The net proceeds from the offering were invested in a portfolio (the Portfolio) that included common equities selected from leading bank-based, insurance-based and investment management–based financial services companies with strong credit ratings. The Portfolio is actively managed by AIC Investment Services (the Manager) to invest in companies that have at least a US$1 billion market capitalization. The weighted-average credit rating of the Portfolio will be at least equivalent to “A” at all times. To mitigate net asset value (NAV) volatility relating to foreign currency exchange fluctuation, it is expected that a minimum of 90% of all foreign content will be hedged back to the Canadian dollar for the life of the transaction.

Holders of the Preferred Shares receive fixed cumulative quarterly dividends yielding 5.25% per annum. The Company aims to provide holders of the Class A Shares with monthly distributions targeted at 8.0% per annum.

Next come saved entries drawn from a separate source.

//! Remote-endpoint implementation of the shared `reply_source` contract.
//!
//! This adapter translates one `chat_api` round-trip into the single
//! `Result<String, ReplyError>` outcome expected by the dispatch controller.

use std::sync::Arc;
use std::time::Duration;

use async_trait::async_trait;
use chat_api::{ChatApiClient, ChatApiConfig, ChatApiError, ChatRequest, ChatResponse};
use reply_source::{ReplyError, ReplyRequest, ReplySource, SourceInitError, SourceProfile};

/// Stable source identifier used by startup selection.
pub const REMOTE_SOURCE_ID: &str = "remote";

/// Runtime configuration for the remote reply source.
#[derive(Debug, Clone, PartialEq, Eq)]
pub struct RemoteReplySourceConfig {
    pub endpoint: String,
    pub timeout: Option<Duration>,
    pub user_agent: Option<String>,
}

impl RemoteReplySourceConfig {
    #[must_use]
    pub fn new(endpoint: impl Into<String>) -> Self {
        Self {
            endpoint: endpoint.into(),
            timeout: None,
            user_agent: None,
        }
    }

    #[must_use]
    pub fn with_timeout(mut self, timeout: Duration) -> Self {
        self.timeout = Some(timeout);
        self
    }

    #[must_use]
    pub fn with_user_agent(mut self, user_agent: impl Into<String>) -> Self {
        self.user_agent = Some(user_agent.into());
        self
    }

    fn into_chat_api_config(self) -> ChatApiConfig {
        let mut config = ChatApiConfig::new(self.endpoint);

        if let Some(timeout) = self.timeout {
            config = config.with_timeout(timeout);
        }

        if let Some(user_agent) = self.user_agent {
            config = config.with_user_agent(user_agent);
        }

        config
    }
}

#[async_trait]
trait ChatTransport: Send + Sync {
    async fn send(&self, request: &ChatRequest) -> Result<ChatResponse, ChatApiError>;
}

#[derive(Debug)]
struct DefaultChatTransport {
    client: ChatApiClient,
}

#[async_trait]
impl ChatTransport for DefaultChatTransport {
    async fn send(&self, request: &ChatRequest) -> Result<ChatResponse, ChatApiError> {
        self.client.send(request).await
    }
}

/// `ReplySource` adapter backed by `chat_api` transport primitives.
pub struct RemoteReplySource {
    endpoint: String,
    transport: Arc<dyn ChatTransport>,
}

impl RemoteReplySource {
    /// Creates a source using real HTTP transport.
    pub fn new(config: RemoteReplySourceConfig) -> Result<Self, SourceInitError> {
        let client = ChatApiClient::new(config.into_chat_api_config()).map_err(map_init_error)?;
        let endpoint = client.endpoint().to_string();

        Ok(Self {
            endpoint,
            transport: Arc::new(DefaultChatTransport { client }),
        })
    }

    #[cfg(test)]
    fn with_transport_for_tests(endpoint: &str, transport: Arc<dyn ChatTransport>) -> Self {
        Self {
            endpoint: endpoint.to_string(),
            transport,
        }
    }
}

#[async_trait]
impl ReplySource for RemoteReplySource {
    fn profile(&self) -> SourceProfile {
        SourceProfile {
            source_id: REMOTE_SOURCE_ID.to_string(),
            endpoint: Some(self.endpoint.clone()),
        }
    }

    async fn produce_reply(&self, request: ReplyRequest) -> Result<String, ReplyError> {
        let request_id = request.request_id;
        let body = ChatRequest::new(request.message, request.chat_history, request.user_name);

        match self.transport.send(&body).await {
            Ok(response) => Ok(response.response),
            Err(error) => {
                tracing::warn!(request_id, %error, "remote reply request failed");
                Err(map_reply_error(error))
            }
        }
    }
}

fn map_reply_error(error: ChatApiError) -> ReplyError {
    match error {
        ChatApiError::Status { status, message } => ReplyError::Status {
            status: status.as_u16(),
            message,
        },
        ChatApiError::Decode(message) => ReplyError::MalformedResponse(message),
        other => ReplyError::Transport(other.to_string()),
    }
}

fn map_init_error(error: ChatApiError) -> SourceInitError {
    SourceInitError::new(format!("Failed to initialize remote reply source: {error}"))
}
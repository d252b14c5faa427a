use std::collections::BTreeMap;

use crate::config::ChatApiConfig;

pub const HEADER_ACCEPT: &str = "accept";
pub const HEADER_CONTENT_TYPE: &str = "content-type";
pub const HEADER_USER_AGENT: &str = "user-agent";

const JSON_MEDIA_TYPE: &str = "application/json";

/// Build a deterministic header map for chat endpoint requests.
///
/// Extra headers are applied last and may override the defaults.
pub fn build_headers(config: &ChatApiConfig, user_agent: Option<&str>) -> BTreeMap<String, String> {
    let mut headers = BTreeMap::new();

    headers.insert(HEADER_ACCEPT.to_owned(), JSON_MEDIA_TYPE.to_owned());
    headers.insert(HEADER_CONTENT_TYPE.to_owned(), JSON_MEDIA_TYPE.to_owned());

    let ua = match (user_agent, config.user_agent.as_deref()) {
        (Some(explicit), _) if !explicit.trim().is_empty() => explicit.trim().to_owned(),
        (None, Some(explicit)) if !explicit.trim().is_empty() => explicit.trim().to_owned(),
        _ => default_user_agent(),
    };
    headers.insert(HEADER_USER_AGENT.to_owned(), ua);

    for (key, value) in &config.extra_headers {
        let key = key.trim().to_ascii_lowercase();
        if key.is_empty() {
            continue;
        }
        headers.insert(key, value.trim().to_owned());
    }

    headers
}

pub fn default_user_agent() -> String {
    format!("chat_sync/{}", env!("CARGO_PKG_VERSION"))
}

There is an asset coverage test in place that does not permit the Company to make monthly distributions to the Class A Shares if the dividends on the Preferred Shares are in arrears or if the net asset value (NAV) of the Portfolio is less than $15 after giving effect to such distributions. Since the NAV has been greater than $15 since inception, the Class A Shareholders have received a consistent dividend on their investment. As a result, the Company requires greater returns from capital appreciation to maintain the current NAV of the Company.

In December 2006, when the Preferred Shares were upgraded to Pfd-2 (high), the NAV was $27.50, providing downside protection of about 64%. Since then, the NAV has declined 33% to $18.45, and the current downside protection available to the Preferred Shares is approximately 46%. The credit quality of the Portfolio is strong and globally diversified, but the NAV of the Portfolio has experienced downward pressure due to its concentration in the financial industry.

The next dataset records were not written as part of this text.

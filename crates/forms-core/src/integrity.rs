//! Structural integrity checks
//!
//! The store keeps these invariants on its own; documents handed in through
//! `set_form` or deserialization are not checked unless asked.

use crate::domain::{FieldConfig, FormDocument, LinearScaleConfig, RatingConfig};
use forms_common::{FormsError, FormsResult};
use std::collections::{HashMap, HashSet};
use thiserror::Error;

/// One broken invariant
#[derive(Error, Debug, Clone, PartialEq, Eq)]
pub enum IntegrityIssue {
    #[error("section {section_id} references missing field {field_id}")]
    DanglingFieldRef { section_id: String, field_id: String },

    #[error("field {field_id} is listed in several sections: {sections:?}")]
    SharedField { field_id: String, sections: Vec<String> },

    #[error("section {section_id} lists field {field_id} more than once")]
    RepeatedInSection { section_id: String, field_id: String },

    #[error("entry stored under {key} carries id {id}")]
    KeyMismatch { key: String, id: String },

    #[error("field {field_id} has {count} other options")]
    MultipleOther { field_id: String, count: usize },

    #[error("field {field_id} reuses option id {option_id}")]
    DuplicateOptionId { field_id: String, option_id: String },

    #[error("linear scale {field_id} has count {count}, expected {min}..={max}")]
    ScaleCountOutOfRange {
        field_id: String,
        count: u32,
        min: u32,
        max: u32,
    },

    #[error("rating {field_id} has count {count}, expected {min}..={max}")]
    RatingCountOutOfRange {
        field_id: String,
        count: u32,
        min: u32,
        max: u32,
    },
}

/// Every broken invariant of `doc`, sections first then fields
pub fn check_integrity(doc: &FormDocument) -> Vec<IntegrityIssue> {
    let mut issues = Vec::new();
    let mut membership: HashMap<&str, Vec<String>> = HashMap::new();

    for (key, section) in doc.sections() {
        if key != &section.id {
            issues.push(IntegrityIssue::KeyMismatch {
                key: key.clone(),
                id: section.id.clone(),
            });
        }
        let mut seen = HashSet::new();
        for field_id in &section.field_order {
            if !seen.insert(field_id.as_str()) {
                issues.push(IntegrityIssue::RepeatedInSection {
                    section_id: section.id.clone(),
                    field_id: field_id.clone(),
                });
                continue;
            }
            if doc.field(field_id).is_none() {
                issues.push(IntegrityIssue::DanglingFieldRef {
                    section_id: section.id.clone(),
                    field_id: field_id.clone(),
                });
            }
            membership
                .entry(field_id.as_str())
                .or_default()
                .push(section.id.clone());
        }
    }

    let mut shared: Vec<_> = membership
        .into_iter()
        .filter(|(_, sections)| sections.len() > 1)
        .collect();
    shared.sort();
    for (field_id, sections) in shared {
        issues.push(IntegrityIssue::SharedField {
            field_id: field_id.to_string(),
            sections,
        });
    }

    for (key, field) in doc.fields() {
        if key != &field.id {
            issues.push(IntegrityIssue::KeyMismatch {
                key: key.clone(),
                id: field.id.clone(),
            });
        }
        check_config(&field.id, &field.config, &mut issues);
    }

    issues
}

fn check_config(field_id: &str, config: &FieldConfig, issues: &mut Vec<IntegrityIssue>) {
    if let Some(options) = config.options() {
        let others = options.to_vec().iter().filter(|o| o.other).count();
        if others > 1 {
            issues.push(IntegrityIssue::MultipleOther {
                field_id: field_id.to_string(),
                count: others,
            });
        }
        duplicate_ids(field_id, options.to_vec().iter().map(|o| o.id.as_str()), issues);
    }

    if let Some(table) = config.table() {
        duplicate_ids(field_id, table.rows.iter().map(|o| o.id.as_str()), issues);
        duplicate_ids(field_id, table.columns.iter().map(|o| o.id.as_str()), issues);
    }

    match config {
        FieldConfig::LinearScale(scale)
            if !(LinearScaleConfig::MIN_COUNT..=LinearScaleConfig::MAX_COUNT).contains(&scale.count) =>
        {
            issues.push(IntegrityIssue::ScaleCountOutOfRange {
                field_id: field_id.to_string(),
                count: scale.count,
                min: LinearScaleConfig::MIN_COUNT,
                max: LinearScaleConfig::MAX_COUNT,
            });
        }
        FieldConfig::Rating(rating)
            if !(RatingConfig::MIN_COUNT..=RatingConfig::MAX_COUNT).contains(&rating.count) =>
        {
            issues.push(IntegrityIssue::RatingCountOutOfRange {
                field_id: field_id.to_string(),
                count: rating.count,
                min: RatingConfig::MIN_COUNT,
                max: RatingConfig::MAX_COUNT,
            });
        }
        _ => {}
    }
}

fn duplicate_ids<'a>(
    field_id: &str,
    ids: impl Iterator<Item = &'a str>,
    issues: &mut Vec<IntegrityIssue>,
) {
    let mut seen = HashSet::new();
    for id in ids {
        if !seen.insert(id) {
            issues.push(IntegrityIssue::DuplicateOptionId {
                field_id: field_id.to_string(),
                option_id: id.to_string(),
            });
        }
    }
}

/// `Ok` when `doc` has no integrity issues
pub fn ensure_integrity(doc: &FormDocument) -> FormsResult<()> {
    let issues = check_integrity(doc);
    if issues.is_empty() {
        return Ok(());
    }
    let summary = issues
        .iter()
        .map(ToString::to_string)
        .collect::<Vec<_>>()
        .join("; ");
    Err(FormsError::Integrity(summary))
}

/// Check that `proposed` is a permutation of `current`
pub fn check_permutation(current: &[String], proposed: &[String]) -> Result<(), String> {
    if current.len() != proposed.len() {
        return Err(format!(
            "expected {} ids, got {}",
            current.len(),
            proposed.len()
        ));
    }
    let mut remaining: HashSet<&str> = current.iter().map(String::as_str).collect();
    for id in proposed {
        if !remaining.remove(id.as_str()) {
            return Err(format!("unexpected or repeated id {}", id));
        }
    }
    Ok(())
}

The downgrade of the Preferred Shares is based on the reduced asset coverage available to cover repayment of principal.

The redemption date for both classes of shares issued is May 31, 2011.

The mass review of Financial Split-Shares was discussed on Prefblog on March 19. The 2-notch downgrade of this issue – with asset coverage of 1.8+:1 and only 3 years (and a bit) to maturity signals a new get-tough attitude by DBRS.

ASC.PR.A is tracked by HIMIPref™; it was removed from the SplitShares index at the end of April 2007, due to volume concerns. It had been upgraded to Pfd-2(high) in late 2006.